What does the data read, word for word, from the line containing "pub fn month(&self)" through its final line? Give those lines only.
*** Begin section ***
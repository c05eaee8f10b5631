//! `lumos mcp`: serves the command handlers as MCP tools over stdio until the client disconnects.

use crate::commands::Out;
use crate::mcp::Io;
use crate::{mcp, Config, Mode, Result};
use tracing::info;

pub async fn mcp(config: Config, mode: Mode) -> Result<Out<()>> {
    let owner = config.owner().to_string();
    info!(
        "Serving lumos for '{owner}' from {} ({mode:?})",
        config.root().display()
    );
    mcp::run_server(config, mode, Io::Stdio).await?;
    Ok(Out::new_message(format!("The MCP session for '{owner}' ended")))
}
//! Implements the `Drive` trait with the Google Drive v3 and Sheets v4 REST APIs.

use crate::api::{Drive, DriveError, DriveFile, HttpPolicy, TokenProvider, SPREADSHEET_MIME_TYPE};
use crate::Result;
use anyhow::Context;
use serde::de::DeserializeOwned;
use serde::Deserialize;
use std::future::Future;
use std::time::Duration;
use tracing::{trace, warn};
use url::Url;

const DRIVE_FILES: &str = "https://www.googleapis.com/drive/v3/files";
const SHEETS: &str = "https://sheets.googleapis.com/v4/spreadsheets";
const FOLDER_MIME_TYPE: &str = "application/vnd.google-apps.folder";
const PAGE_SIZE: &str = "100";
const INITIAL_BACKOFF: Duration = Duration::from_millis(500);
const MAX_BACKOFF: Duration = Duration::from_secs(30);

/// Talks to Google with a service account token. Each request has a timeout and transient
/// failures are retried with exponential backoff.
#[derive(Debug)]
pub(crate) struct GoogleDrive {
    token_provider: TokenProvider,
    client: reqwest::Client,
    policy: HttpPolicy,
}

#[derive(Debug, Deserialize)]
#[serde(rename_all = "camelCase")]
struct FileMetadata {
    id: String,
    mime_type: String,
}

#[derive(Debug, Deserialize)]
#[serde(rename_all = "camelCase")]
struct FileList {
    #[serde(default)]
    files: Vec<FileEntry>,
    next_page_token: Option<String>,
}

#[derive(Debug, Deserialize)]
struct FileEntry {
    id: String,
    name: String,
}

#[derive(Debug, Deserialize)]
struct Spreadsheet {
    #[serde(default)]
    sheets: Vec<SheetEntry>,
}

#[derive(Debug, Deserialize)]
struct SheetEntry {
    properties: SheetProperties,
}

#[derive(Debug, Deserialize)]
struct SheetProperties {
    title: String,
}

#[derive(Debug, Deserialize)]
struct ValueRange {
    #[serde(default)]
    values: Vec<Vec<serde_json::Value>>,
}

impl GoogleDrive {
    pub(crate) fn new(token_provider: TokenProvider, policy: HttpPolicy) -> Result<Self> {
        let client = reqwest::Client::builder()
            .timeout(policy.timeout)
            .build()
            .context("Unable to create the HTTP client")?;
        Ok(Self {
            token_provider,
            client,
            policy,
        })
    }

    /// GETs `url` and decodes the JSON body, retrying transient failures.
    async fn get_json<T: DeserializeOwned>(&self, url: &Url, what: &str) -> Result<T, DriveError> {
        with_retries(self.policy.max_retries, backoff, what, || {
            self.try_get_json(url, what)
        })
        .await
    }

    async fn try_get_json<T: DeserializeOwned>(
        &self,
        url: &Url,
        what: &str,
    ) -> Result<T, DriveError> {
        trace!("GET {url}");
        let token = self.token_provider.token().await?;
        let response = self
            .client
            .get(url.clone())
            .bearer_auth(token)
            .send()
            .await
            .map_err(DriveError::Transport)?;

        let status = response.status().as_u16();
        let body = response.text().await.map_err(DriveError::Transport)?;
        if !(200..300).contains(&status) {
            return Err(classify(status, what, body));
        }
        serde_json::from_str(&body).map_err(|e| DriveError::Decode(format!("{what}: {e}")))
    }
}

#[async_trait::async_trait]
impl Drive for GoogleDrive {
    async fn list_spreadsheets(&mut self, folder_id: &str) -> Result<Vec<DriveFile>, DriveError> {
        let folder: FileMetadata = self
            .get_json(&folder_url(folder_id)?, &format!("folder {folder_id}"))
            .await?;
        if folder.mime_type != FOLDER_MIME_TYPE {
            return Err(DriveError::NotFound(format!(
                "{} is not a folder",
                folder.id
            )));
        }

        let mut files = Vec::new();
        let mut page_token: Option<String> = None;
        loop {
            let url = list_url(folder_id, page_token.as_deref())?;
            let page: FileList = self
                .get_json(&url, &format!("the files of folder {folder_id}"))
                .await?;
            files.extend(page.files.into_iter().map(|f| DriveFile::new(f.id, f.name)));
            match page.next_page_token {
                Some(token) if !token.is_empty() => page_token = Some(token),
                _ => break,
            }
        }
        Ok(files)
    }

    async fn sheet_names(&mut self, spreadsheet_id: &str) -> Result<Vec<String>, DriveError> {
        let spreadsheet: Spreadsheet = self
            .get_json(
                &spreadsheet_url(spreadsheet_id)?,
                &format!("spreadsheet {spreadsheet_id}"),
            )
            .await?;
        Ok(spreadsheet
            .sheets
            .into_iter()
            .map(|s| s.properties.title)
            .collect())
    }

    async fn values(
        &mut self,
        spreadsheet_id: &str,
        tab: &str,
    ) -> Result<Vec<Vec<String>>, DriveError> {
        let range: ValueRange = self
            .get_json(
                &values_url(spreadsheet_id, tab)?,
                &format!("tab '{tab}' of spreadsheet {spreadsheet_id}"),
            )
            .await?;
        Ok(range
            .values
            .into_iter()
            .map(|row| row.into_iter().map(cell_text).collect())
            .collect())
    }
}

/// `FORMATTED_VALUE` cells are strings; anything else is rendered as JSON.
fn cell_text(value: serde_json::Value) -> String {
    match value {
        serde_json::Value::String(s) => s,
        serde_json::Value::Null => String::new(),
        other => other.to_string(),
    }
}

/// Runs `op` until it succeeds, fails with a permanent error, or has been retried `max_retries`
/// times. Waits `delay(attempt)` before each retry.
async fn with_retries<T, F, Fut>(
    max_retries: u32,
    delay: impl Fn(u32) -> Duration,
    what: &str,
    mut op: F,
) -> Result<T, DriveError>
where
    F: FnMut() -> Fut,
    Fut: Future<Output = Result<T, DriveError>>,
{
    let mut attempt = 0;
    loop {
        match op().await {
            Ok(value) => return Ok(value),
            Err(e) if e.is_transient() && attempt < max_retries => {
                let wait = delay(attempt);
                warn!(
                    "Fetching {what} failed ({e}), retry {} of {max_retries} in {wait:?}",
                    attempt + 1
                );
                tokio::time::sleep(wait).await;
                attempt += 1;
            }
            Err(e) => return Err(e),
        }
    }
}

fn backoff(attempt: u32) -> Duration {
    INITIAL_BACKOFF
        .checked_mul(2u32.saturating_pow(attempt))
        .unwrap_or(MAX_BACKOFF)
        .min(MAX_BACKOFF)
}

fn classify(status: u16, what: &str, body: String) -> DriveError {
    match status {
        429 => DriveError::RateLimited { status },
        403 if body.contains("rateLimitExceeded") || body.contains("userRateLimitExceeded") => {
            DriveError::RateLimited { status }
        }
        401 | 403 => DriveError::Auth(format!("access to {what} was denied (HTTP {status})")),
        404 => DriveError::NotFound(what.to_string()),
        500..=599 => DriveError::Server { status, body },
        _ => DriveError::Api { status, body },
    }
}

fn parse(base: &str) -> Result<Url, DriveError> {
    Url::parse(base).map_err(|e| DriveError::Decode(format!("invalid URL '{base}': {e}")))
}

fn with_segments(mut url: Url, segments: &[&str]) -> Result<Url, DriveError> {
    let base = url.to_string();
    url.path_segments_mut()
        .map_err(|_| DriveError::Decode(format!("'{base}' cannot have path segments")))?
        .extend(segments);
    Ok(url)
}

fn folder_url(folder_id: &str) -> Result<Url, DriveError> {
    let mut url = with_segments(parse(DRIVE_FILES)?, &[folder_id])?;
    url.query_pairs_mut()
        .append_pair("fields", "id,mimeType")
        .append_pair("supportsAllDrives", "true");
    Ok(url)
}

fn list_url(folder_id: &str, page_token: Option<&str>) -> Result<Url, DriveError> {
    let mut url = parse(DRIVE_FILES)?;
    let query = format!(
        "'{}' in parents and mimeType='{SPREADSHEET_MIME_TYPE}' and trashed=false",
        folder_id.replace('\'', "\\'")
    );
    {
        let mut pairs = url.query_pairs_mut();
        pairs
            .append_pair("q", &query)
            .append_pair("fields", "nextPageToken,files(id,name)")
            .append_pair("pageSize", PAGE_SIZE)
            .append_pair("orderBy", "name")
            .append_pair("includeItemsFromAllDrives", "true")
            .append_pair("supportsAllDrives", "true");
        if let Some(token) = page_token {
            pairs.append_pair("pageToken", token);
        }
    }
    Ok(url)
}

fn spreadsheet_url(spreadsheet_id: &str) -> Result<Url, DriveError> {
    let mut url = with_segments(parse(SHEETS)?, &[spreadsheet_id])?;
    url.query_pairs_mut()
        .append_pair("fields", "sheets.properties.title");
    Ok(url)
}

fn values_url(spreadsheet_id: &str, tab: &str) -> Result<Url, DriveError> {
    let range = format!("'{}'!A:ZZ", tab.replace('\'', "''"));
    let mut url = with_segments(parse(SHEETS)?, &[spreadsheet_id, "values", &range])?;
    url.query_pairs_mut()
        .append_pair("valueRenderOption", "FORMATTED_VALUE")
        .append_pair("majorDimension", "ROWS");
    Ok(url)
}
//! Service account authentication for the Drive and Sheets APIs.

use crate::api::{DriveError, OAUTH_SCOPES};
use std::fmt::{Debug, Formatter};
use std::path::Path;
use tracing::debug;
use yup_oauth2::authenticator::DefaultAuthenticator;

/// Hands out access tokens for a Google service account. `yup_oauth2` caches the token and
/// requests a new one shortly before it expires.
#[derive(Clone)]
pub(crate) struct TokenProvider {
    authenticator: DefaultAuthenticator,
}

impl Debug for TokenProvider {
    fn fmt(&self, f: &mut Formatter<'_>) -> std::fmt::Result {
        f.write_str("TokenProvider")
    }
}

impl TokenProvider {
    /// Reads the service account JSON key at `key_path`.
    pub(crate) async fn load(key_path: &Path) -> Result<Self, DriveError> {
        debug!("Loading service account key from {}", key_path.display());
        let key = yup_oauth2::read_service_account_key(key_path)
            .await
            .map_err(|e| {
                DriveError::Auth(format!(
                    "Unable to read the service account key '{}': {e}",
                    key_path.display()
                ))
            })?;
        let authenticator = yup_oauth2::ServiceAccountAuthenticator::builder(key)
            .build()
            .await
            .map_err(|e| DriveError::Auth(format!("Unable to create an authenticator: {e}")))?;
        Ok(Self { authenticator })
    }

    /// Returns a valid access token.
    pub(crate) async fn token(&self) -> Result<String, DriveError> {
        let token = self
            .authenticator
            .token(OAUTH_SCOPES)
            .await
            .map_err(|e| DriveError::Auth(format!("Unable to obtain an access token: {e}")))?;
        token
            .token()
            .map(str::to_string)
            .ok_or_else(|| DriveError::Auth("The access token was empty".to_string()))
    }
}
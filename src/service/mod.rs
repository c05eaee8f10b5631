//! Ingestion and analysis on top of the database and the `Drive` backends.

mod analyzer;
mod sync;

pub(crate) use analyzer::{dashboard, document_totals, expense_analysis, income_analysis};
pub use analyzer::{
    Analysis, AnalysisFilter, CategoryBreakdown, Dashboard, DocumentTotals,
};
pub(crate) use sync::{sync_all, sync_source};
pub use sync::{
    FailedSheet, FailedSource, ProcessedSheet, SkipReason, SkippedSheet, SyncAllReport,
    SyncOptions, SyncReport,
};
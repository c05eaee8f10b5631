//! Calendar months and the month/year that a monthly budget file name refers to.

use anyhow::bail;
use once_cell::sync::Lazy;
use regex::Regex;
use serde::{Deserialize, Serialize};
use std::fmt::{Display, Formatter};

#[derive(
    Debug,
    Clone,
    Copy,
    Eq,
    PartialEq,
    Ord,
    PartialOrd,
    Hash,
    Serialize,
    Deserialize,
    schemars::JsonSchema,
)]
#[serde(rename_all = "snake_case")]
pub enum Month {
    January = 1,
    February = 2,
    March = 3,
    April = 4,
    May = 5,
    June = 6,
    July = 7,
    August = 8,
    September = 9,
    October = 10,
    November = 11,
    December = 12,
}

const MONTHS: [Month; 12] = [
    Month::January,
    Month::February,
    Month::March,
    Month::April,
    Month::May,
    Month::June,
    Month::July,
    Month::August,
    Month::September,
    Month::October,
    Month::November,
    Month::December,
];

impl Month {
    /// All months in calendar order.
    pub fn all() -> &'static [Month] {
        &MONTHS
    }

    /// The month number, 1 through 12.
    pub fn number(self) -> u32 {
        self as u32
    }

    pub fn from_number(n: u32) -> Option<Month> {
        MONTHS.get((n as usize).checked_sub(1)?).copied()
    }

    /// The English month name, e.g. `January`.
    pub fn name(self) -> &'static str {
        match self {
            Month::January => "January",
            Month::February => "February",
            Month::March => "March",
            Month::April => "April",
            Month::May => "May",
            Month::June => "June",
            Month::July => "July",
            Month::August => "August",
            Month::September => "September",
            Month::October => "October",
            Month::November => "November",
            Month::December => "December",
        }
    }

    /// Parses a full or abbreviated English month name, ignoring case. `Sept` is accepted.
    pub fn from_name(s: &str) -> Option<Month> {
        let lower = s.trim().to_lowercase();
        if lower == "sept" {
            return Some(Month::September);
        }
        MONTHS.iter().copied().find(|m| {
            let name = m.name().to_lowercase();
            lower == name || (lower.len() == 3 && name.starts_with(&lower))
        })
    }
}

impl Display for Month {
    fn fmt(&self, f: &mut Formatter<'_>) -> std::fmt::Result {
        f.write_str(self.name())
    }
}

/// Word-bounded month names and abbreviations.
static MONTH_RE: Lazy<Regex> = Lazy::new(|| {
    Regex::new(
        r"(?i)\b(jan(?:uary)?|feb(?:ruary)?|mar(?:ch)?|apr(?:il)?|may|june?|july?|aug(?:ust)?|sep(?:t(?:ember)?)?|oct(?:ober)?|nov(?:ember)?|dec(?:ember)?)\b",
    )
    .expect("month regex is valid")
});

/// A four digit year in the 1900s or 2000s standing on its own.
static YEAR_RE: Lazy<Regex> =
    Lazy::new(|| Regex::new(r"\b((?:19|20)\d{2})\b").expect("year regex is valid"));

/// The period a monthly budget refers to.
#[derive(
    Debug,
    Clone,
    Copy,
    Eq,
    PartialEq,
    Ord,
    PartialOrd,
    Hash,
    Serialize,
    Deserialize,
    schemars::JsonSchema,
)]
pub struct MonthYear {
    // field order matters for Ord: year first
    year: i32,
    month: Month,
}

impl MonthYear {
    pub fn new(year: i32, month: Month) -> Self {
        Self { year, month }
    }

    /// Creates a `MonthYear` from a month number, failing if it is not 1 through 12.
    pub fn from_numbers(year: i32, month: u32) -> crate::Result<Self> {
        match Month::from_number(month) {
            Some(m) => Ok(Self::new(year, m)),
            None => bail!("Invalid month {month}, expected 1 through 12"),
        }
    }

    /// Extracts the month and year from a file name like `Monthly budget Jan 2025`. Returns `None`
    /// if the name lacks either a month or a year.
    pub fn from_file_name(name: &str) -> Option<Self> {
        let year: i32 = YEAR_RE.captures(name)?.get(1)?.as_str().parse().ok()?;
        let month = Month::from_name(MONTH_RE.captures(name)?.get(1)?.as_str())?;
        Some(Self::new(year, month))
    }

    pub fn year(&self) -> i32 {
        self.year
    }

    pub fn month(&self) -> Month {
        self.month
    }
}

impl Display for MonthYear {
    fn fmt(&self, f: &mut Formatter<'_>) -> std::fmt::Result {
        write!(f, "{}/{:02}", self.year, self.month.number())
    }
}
*** End section ***
§ SOLUTION BELOW
    pub fn month(&self) -> Month {
        self.month
    }
}

impl Display for MonthYear {
    fn fmt(&self, f: &mut Formatter<'_>) -> std::fmt::Result {
        write!(f, "{}/{:02}", self.year, self.month.number())
    }
}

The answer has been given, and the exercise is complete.